Cosentino writes, “According to the Alliance to Counter Crime Online, drugs sales on these platforms fall into two categories: Illegal narcotics like heroin, cocaine and fentanyl, sold by individuals and criminal syndicates, and controlled substances such as opioid painkillers sold without prescriptions by rogue online pharmacies. Social media algorithms enable the targeting of specific populations who are likely to want the products they are hawking.”

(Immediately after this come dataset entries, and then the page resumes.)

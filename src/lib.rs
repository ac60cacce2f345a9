//! SlateFS: a distributed POSIX-style filesystem with a versioned metadata
//! service, a content-addressed blob service, and a FUSE mount client.
//! Multiple mounts share the services and observe each other's changes via
//! server-side broadcast of accepted metadata updates.

pub mod blob;
pub mod codec;
pub mod fuse;
pub mod meta;
pub mod node;
pub mod store;

pub use crate::codec::Message;
pub use crate::fuse::SlateFs;
pub use crate::meta::{
    ChangeListener, ClientOptions, MetaClient, MetaServer, RemoteOptions, RemoteVersionedStore,
    ServerOptions, TlsKeyPair,
};
pub use crate::node::{NodeEngine, NodeError, ROOT_KEY};
pub use crate::store::{
    open_store, BlobStore, CaskStore, DiskStore, HttpStore, MemoryStore, PairedStore, Store,
    StoreError, StoreUri, VersionedStore, VersionedWrapper,
};
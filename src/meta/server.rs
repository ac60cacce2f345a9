//! Metadata server: accepts client connections (plain TCP or TLS), applies
//! GET/PUT messages to a versioned store, and fans accepted puts out to
//! every other authorized connection.

use std::collections::HashMap;
use std::net::SocketAddr;
use std::sync::atomic::{AtomicBool, AtomicU64, Ordering};
use std::sync::Arc;

use rustls::pki_types::pem::PemObject;
use rustls::pki_types::{CertificateDer, PrivateKeyDer};
use tokio::io::{AsyncRead, AsyncWrite, ReadHalf, WriteHalf};
use tokio::net::TcpListener;
use tokio::sync::{watch, Mutex};
use tokio_rustls::TlsAcceptor;
use tracing::{debug, info, warn};

use crate::codec::{Decoder, Encoder, Message};
use crate::store::{StoreError, VersionedStore};

/// Paths to a PEM certificate chain and private key.
#[derive(Debug, Clone)]
pub struct TlsKeyPair {
    pub cert_path: String,
    pub key_path: String,
}

#[derive(Debug, Clone)]
pub struct ServerOptions {
    /// Interface and port to bind, e.g. `127.0.0.1:8000`.
    pub bind: String,
    /// Serve TLS with this key pair instead of plain TCP.
    pub key_pair: Option<TlsKeyPair>,
    /// When set, connections must authenticate against this bcrypt hash
    /// before any other message. Requires a TLS key pair.
    pub auth_hash: Option<String>,
}

impl Default for ServerOptions {
    fn default() -> Self {
        Self {
            bind: "127.0.0.1:8000".to_string(),
            key_pair: None,
            auth_hash: None,
        }
    }
}

trait Stream: AsyncRead + AsyncWrite + Send + Unpin {}
impl<T: AsyncRead + AsyncWrite + Send + Unpin> Stream for T {}
type BoxedStream = Box<dyn Stream>;

struct ServerConn {
    id: u64,
    peer: SocketAddr,
    authorized: AtomicBool,
    writer: Mutex<WriteHalf<BoxedStream>>,
    encoder: Encoder,
}

impl ServerConn {
    async fn send(&self, m: &Message) -> Result<(), StoreError> {
        let mut writer = self.writer.lock().await;
        self.encoder.encode(&mut *writer, m).await
    }
}

pub struct MetaServer {
    opts: ServerOptions,
    store: Arc<dyn VersionedStore>,
    listener: Mutex<Option<(TcpListener, Option<TlsAcceptor>)>>,
    conns: Mutex<HashMap<u64, Arc<ServerConn>>>,
    conn_ids: AtomicU64,
    /// Serializes put acceptance with its broadcast, so every connection
    /// observes broadcasts for one key in acceptance order.
    apply_lock: Mutex<()>,
    shutdown_tx: watch::Sender<bool>,
    shutdown_rx: watch::Receiver<bool>,
}

impl MetaServer {
    pub fn new(store: Arc<dyn VersionedStore>, opts: ServerOptions) -> Arc<Self> {
        let (shutdown_tx, shutdown_rx) = watch::channel(false);
        Arc::new(Self {
            opts,
            store,
            listener: Mutex::new(None),
            conns: Mutex::new(HashMap::new()),
            conn_ids: AtomicU64::new(0),
            apply_lock: Mutex::new(()),
            shutdown_tx,
            shutdown_rx,
        })
    }

    /// Bind the listening socket and return the bound address. Fails with
    /// [`StoreError::PasswordWithoutTls`] when auth is configured on a
    /// plain-TCP server: a password must never travel in cleartext.
    pub async fn listen(&self) -> Result<SocketAddr, StoreError> {
        let acceptor = match &self.opts.key_pair {
            Some(pair) => Some(Self::tls_acceptor(pair)?),
            None => {
                if self.opts.auth_hash.is_some() {
                    return Err(StoreError::PasswordWithoutTls);
                }
                None
            }
        };
        let listener = TcpListener::bind(&self.opts.bind).await?;
        let addr = listener.local_addr()?;
        *self.listener.lock().await = Some((listener, acceptor));
        Ok(addr)
    }

    fn tls_acceptor(pair: &TlsKeyPair) -> Result<TlsAcceptor, StoreError> {
        let certs = CertificateDer::pem_file_iter(&pair.cert_path)
            .map_err(StoreError::other)?
            .collect::<Result<Vec<_>, _>>()
            .map_err(StoreError::other)?;
        let key = PrivateKeyDer::from_pem_file(&pair.key_path).map_err(StoreError::other)?;
        let config = rustls::ServerConfig::builder()
            .with_no_client_auth()
            .with_single_cert(certs, key)
            .map_err(StoreError::other)?;
        Ok(TlsAcceptor::from(Arc::new(config)))
    }

    /// Accept connections and spawn a handler per connection until
    /// [`MetaServer::shutdown`] is called.
    pub async fn serve(self: &Arc<Self>) -> Result<(), StoreError> {
        let (listener, acceptor) = self
            .listener
            .lock()
            .await
            .take()
            .ok_or_else(|| StoreError::other("serve called before listen"))?;
        let mut shutdown = self.shutdown_rx.clone();
        loop {
            let (socket, peer) = tokio::select! {
                accepted = listener.accept() => match accepted {
                    Ok(pair) => pair,
                    Err(e) => {
                        warn!(err = %e, "accept failed");
                        continue;
                    }
                },
                _ = shutdown.wait_for(|stop| *stop) => break,
            };
            let stream: BoxedStream = match &acceptor {
                Some(acceptor) => match acceptor.accept(socket).await {
                    Ok(tls) => Box::new(tls),
                    Err(e) => {
                        warn!(%peer, err = %e, "TLS handshake failed");
                        continue;
                    }
                },
                None => Box::new(socket),
            };
            let (reader, writer) = tokio::io::split(stream);
            let conn = Arc::new(ServerConn {
                id: self.conn_ids.fetch_add(1, Ordering::Relaxed) + 1,
                peer,
                // With no auth hash configured every connection starts
                // authorized.
                authorized: AtomicBool::new(self.opts.auth_hash.is_none()),
                writer: Mutex::new(writer),
                encoder: Encoder::new(),
            });
            info!(id = conn.id, remote = %peer, "client attached");
            self.conns.lock().await.insert(conn.id, conn.clone());
            let server = self.clone();
            tokio::spawn(async move {
                server.handle_conn(conn, reader).await;
            });
        }
        Ok(())
    }

    /// Stop accepting and close every open connection. In-flight broadcasts
    /// may be dropped.
    pub async fn shutdown(&self) {
        let _ = self.shutdown_tx.send(true);
        let conns: Vec<_> = self.conns.lock().await.drain().map(|(_, c)| c).collect();
        for conn in conns {
            use tokio::io::AsyncWriteExt;
            let mut writer = conn.writer.lock().await;
            let _ = writer.shutdown().await;
        }
    }

    async fn handle_conn(self: &Arc<Self>, conn: Arc<ServerConn>, mut reader: ReadHalf<BoxedStream>) {
        let decoder = Decoder::new();
        let mut shutdown = self.shutdown_rx.clone();
        loop {
            let decoded = tokio::select! {
                decoded = decoder.decode(&mut reader) => decoded,
                _ = shutdown.wait_for(|stop| *stop) => break,
            };
            let request = match decoded {
                Ok(m) => m,
                Err(StoreError::Underflow) => {
                    // Peer hung up.
                    break;
                }
                Err(e) => {
                    debug!(id = conn.id, err = %e, "dropping connection");
                    break;
                }
            };
            debug!(id = conn.id, msg = %request, "received");
            if !self.handle_message(&conn, request).await {
                break;
            }
        }
        self.conns.lock().await.remove(&conn.id);
        info!(id = conn.id, remote = %conn.peer, "client detached");
    }

    /// Apply one message and send the reply. Returns false when the
    /// connection must be closed (failed auth or a dead socket).
    async fn handle_message(self: &Arc<Self>, conn: &Arc<ServerConn>, request: Message) -> bool {
        if let Some(hash) = &self.opts.auth_hash {
            if !conn.authorized.load(Ordering::SeqCst) {
                return self.handle_auth(conn, hash, request).await;
            }
        }
        let reply = match request {
            Message::Get { tag, key } => match self.store.get(&key).await {
                Ok((version, value)) => Message::put(tag, key, value, version),
                Err(e) => Message::error(tag, e.to_string()),
            },
            Message::Put {
                tag,
                key,
                value,
                version,
            } => {
                // Acceptance and fan-out happen under one lock so receivers
                // observe broadcasts for a key in acceptance order.
                let guard = self.apply_lock.lock().await;
                match self.store.put(version, &key, &value).await {
                    Ok(()) => {
                        debug!(key = %hex::encode(&key[..key.len().min(5)]), version, "applied put");
                        let echo = Message::put(tag, key, value, version);
                        if let Some(broadcast) = echo.for_broadcast() {
                            self.broadcast(conn.id, &broadcast).await;
                        }
                        drop(guard);
                        echo
                    }
                    Err(e) => Message::error(tag, e.to_string()),
                }
            }
            other @ (Message::Auth { .. } | Message::Error { .. }) => Message::error(
                other.tag(),
                format!("messages of kind {} cannot be applied", other.kind_name()),
            ),
        };
        if let Err(e) = conn.send(&reply).await {
            warn!(id = conn.id, err = %e, "could not reply");
            return false;
        }
        true
    }

    async fn handle_auth(&self, conn: &Arc<ServerConn>, hash: &str, request: Message) -> bool {
        match request {
            Message::Auth { tag, password } => {
                if bcrypt::verify(&password, hash).unwrap_or(false) {
                    conn.authorized.store(true, Ordering::SeqCst);
                    info!(id = conn.id, "client authorized");
                    conn.send(&Message::auth(tag, "")).await.is_ok()
                } else {
                    warn!(id = conn.id, "wrong password");
                    let _ = conn.send(&Message::error(tag, "wrong password")).await;
                    false
                }
            }
            other => {
                let _ = conn
                    .send(&Message::error(other.tag(), "unauthorized"))
                    .await;
                true
            }
        }
    }

    /// Best-effort fan-out to every other authorized connection. A failed
    /// write only costs that client freshness: it will see stale content
    /// and send stale puts until it reloads.
    async fn broadcast(&self, sender: u64, broadcast: &Message) {
        let conns: Vec<_> = self.conns.lock().await.values().cloned().collect();
        for conn in conns {
            if conn.id == sender || !conn.authorized.load(Ordering::SeqCst) {
                continue;
            }
            if let Err(e) = conn.send(broadcast).await {
                warn!(msg = %broadcast, recipient = conn.id, err = %e, "could not notify");
            } else {
                debug!(msg = %broadcast, recipient = conn.id, "notified");
            }
        }
    }
}

#[cfg(test)]
mod tests {
    use super::*;
    use crate::store::{MemoryStore, VersionedWrapper};

    fn in_memory_server(opts: ServerOptions) -> Arc<MetaServer> {
        let store = Arc::new(VersionedWrapper::new(Arc::new(MemoryStore::new())));
        MetaServer::new(store, opts)
    }

    #[tokio::test]
    async fn password_without_tls_is_rejected() {
        let server = in_memory_server(ServerOptions {
            bind: "127.0.0.1:0".into(),
            key_pair: None,
            auth_hash: Some("anything".into()),
        });
        assert!(matches!(
            server.listen().await,
            Err(StoreError::PasswordWithoutTls)
        ));
    }

    #[tokio::test]
    async fn can_be_shut_down_right_after_start() {
        let server = in_memory_server(ServerOptions {
            bind: "127.0.0.1:0".into(),
            ..Default::default()
        });
        server.listen().await.unwrap();
        let serving = {
            let server = server.clone();
            tokio::spawn(async move { server.serve().await })
        };
        server.shutdown().await;
        serving.await.unwrap().unwrap();
    }
}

Rogue Pharmacy Warning Signs

Cosentino includes the following red flags of an online pharmacy:   

  • Prescription medicines are dispensed after the patient has completed an online questionnaire but there is no prescription submitted or contact with doctor
  • There is no toll-free phone number or street address for the internet drug outlet on their website, and the only way to communicate with them is by e-mail
  • No pharmacist consultation is available either by phone or secure web-based communication
  • They ship prescription drugs worldwide or are located outside of the U.S.
  • Their prices seem outlandishly inexpensive

Baney explains, “Consumers are way too trusting when it comes to purchasing services or products online, including medication. Taking an anonymous vendor’s word about safety and efficacy is putting your health in their hands, even if you have no idea who they are.”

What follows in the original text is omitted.